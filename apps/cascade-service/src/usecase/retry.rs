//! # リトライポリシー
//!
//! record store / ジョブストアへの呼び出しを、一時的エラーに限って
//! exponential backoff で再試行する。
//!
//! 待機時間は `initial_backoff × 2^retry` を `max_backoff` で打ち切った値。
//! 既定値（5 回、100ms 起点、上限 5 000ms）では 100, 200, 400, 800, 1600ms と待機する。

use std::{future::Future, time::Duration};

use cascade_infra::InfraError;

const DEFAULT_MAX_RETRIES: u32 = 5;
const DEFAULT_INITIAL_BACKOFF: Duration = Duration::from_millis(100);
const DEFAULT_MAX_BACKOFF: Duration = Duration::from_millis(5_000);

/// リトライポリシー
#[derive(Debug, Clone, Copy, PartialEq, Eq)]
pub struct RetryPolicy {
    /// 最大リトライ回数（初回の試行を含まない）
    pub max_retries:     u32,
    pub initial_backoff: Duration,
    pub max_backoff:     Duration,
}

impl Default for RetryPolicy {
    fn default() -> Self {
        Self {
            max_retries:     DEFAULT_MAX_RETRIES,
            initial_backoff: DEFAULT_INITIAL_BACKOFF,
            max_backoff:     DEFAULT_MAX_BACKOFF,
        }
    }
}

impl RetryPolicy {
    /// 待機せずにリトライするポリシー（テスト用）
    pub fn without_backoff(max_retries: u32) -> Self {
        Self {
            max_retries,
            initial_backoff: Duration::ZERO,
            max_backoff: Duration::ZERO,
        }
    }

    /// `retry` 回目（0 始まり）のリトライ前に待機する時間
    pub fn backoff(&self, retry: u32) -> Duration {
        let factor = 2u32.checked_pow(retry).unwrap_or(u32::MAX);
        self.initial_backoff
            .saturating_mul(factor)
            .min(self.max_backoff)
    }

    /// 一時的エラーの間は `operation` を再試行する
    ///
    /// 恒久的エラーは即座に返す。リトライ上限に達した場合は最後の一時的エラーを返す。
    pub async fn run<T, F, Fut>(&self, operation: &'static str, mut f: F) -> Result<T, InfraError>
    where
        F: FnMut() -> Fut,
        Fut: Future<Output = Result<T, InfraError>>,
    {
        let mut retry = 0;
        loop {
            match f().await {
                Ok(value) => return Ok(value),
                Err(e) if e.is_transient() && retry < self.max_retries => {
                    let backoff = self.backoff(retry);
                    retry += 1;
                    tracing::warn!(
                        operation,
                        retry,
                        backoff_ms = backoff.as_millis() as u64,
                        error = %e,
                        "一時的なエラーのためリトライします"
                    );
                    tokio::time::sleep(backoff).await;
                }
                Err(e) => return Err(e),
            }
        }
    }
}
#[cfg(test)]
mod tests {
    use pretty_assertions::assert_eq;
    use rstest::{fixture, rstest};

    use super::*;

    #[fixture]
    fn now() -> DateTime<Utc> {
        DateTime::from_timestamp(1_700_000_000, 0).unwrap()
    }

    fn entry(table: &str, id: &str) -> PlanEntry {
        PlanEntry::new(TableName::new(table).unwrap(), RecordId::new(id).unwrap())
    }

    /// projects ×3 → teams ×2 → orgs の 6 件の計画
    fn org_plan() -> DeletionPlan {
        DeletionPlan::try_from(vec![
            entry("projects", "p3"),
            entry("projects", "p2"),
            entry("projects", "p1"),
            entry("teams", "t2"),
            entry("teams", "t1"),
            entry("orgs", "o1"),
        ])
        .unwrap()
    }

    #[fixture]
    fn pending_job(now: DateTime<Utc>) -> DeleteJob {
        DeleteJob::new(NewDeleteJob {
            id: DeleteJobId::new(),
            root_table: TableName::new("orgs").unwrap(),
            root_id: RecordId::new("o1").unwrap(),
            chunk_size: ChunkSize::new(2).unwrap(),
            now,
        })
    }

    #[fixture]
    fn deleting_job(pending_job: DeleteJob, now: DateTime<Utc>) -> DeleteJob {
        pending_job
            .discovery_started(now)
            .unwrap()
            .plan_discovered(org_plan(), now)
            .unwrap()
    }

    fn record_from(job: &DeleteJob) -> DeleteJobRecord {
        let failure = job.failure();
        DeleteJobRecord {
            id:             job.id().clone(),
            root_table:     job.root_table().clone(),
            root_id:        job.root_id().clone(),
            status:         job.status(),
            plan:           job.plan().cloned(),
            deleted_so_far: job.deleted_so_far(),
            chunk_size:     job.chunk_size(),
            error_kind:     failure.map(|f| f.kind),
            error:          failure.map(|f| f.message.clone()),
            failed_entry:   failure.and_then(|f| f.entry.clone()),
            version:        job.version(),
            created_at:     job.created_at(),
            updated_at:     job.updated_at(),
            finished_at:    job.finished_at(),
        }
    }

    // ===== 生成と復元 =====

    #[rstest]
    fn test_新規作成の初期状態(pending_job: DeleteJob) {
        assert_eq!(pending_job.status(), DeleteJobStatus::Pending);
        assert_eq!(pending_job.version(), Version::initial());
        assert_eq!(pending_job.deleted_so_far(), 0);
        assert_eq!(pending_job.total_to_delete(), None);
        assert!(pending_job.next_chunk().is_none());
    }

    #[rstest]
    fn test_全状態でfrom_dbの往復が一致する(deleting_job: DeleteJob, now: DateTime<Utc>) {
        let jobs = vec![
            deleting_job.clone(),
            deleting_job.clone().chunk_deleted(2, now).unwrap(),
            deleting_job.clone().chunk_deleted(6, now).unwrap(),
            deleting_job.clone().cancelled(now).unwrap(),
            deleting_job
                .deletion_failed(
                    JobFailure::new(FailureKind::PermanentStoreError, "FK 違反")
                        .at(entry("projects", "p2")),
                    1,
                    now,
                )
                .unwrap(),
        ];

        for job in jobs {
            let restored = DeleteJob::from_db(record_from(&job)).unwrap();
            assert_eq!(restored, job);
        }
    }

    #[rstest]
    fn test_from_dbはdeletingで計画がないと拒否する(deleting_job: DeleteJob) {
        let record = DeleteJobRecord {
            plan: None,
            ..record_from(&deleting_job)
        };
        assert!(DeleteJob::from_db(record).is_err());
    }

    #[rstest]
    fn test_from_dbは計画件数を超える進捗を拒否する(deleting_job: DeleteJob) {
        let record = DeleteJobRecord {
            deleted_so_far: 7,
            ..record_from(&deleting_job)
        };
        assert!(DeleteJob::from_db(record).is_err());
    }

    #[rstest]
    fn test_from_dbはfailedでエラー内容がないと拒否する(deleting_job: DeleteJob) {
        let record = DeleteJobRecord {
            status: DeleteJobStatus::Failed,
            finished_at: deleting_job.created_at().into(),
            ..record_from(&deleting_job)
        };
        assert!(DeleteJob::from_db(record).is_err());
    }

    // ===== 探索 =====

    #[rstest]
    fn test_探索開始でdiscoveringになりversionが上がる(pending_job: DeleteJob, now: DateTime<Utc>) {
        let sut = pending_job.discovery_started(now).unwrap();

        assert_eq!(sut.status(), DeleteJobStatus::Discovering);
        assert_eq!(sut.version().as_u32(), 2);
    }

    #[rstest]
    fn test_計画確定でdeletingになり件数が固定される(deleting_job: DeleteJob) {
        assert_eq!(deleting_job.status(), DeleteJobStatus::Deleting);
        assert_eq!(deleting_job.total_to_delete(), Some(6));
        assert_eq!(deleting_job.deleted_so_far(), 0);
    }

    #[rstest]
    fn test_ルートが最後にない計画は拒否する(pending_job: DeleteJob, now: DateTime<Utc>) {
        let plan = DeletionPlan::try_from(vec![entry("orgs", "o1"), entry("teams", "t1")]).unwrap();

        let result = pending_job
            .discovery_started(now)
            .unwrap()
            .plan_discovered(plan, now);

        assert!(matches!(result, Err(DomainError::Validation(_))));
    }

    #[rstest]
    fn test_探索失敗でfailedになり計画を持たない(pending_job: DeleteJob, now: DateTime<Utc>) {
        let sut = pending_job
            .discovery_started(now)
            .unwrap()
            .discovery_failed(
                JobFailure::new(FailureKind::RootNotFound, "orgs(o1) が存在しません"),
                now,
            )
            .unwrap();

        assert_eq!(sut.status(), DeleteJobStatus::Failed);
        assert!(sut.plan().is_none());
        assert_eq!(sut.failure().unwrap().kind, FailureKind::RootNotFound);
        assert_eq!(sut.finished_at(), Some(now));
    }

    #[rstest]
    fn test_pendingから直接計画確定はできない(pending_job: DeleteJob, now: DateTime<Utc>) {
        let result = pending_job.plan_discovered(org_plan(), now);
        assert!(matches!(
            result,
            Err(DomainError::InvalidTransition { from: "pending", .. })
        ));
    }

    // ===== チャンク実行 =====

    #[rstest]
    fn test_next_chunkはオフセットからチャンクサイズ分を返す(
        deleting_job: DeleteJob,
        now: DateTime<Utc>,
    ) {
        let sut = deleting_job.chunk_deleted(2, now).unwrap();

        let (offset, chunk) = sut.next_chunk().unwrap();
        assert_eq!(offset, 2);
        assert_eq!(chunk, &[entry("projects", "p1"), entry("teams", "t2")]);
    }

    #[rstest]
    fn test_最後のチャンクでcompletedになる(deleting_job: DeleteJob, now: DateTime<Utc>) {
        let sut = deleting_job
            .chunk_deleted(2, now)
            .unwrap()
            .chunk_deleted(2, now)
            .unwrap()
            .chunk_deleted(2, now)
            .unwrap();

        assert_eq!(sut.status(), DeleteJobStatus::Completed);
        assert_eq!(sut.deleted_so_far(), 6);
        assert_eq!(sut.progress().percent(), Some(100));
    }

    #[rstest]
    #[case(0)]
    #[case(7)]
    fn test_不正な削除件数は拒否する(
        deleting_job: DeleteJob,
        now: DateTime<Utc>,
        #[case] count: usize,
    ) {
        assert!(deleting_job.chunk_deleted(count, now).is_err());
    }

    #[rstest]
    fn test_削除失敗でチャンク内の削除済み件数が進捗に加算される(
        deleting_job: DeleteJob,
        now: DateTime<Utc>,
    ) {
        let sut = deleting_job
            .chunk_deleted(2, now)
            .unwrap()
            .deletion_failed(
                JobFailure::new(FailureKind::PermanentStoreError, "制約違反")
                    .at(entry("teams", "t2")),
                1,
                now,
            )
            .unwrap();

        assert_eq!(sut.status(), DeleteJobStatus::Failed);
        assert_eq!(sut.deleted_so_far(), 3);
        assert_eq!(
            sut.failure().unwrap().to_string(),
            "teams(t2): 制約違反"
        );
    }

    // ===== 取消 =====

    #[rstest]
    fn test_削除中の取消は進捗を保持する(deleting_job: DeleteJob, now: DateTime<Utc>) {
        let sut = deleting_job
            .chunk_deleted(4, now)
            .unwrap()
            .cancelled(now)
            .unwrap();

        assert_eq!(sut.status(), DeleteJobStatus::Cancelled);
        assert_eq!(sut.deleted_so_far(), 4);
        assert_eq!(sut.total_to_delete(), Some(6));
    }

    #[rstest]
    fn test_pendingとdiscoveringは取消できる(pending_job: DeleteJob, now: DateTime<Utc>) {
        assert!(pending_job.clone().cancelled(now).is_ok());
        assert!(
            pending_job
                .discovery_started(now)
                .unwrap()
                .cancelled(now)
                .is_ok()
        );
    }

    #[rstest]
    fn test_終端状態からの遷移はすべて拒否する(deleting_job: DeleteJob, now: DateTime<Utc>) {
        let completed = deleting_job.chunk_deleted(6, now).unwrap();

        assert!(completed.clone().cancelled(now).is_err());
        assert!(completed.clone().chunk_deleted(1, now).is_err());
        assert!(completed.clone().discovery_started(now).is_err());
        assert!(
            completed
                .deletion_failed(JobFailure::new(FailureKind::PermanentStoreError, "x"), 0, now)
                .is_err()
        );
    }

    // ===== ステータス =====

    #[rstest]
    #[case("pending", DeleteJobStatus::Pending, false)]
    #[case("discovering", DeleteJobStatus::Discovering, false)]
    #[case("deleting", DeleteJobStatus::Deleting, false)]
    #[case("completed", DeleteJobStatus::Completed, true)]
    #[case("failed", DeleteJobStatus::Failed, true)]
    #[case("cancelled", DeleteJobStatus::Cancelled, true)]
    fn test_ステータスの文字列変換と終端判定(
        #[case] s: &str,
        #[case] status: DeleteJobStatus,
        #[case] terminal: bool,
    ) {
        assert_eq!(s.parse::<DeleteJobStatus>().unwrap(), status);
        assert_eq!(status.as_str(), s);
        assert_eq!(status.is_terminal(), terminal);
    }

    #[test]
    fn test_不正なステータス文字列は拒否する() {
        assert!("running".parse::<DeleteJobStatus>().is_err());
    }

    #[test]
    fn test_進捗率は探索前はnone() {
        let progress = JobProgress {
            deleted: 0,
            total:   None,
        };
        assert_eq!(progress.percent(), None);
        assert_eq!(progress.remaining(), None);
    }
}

→ Work required: Using the entries above, repeat only the lines from the one containing "let result = pending_job.plan_discovered(org_plan(), now);" through the one containing "let (offset, chunk)", end lines included.

→ Result:
        let result = pending_job.plan_discovered(org_plan(), now);
        assert!(matches!(
            result,
            Err(DomainError::InvalidTransition { from: "pending", .. })
        ));
    }

    // ===== チャンク実行 =====

    #[rstest]
    fn test_next_chunkはオフセットからチャンクサイズ分を返す(
        deleting_job: DeleteJob,
        now: DateTime<Utc>,
    ) {
        let sut = deleting_job.chunk_deleted(2, now).unwrap();

        let (offset, chunk) = sut.next_chunk().unwrap();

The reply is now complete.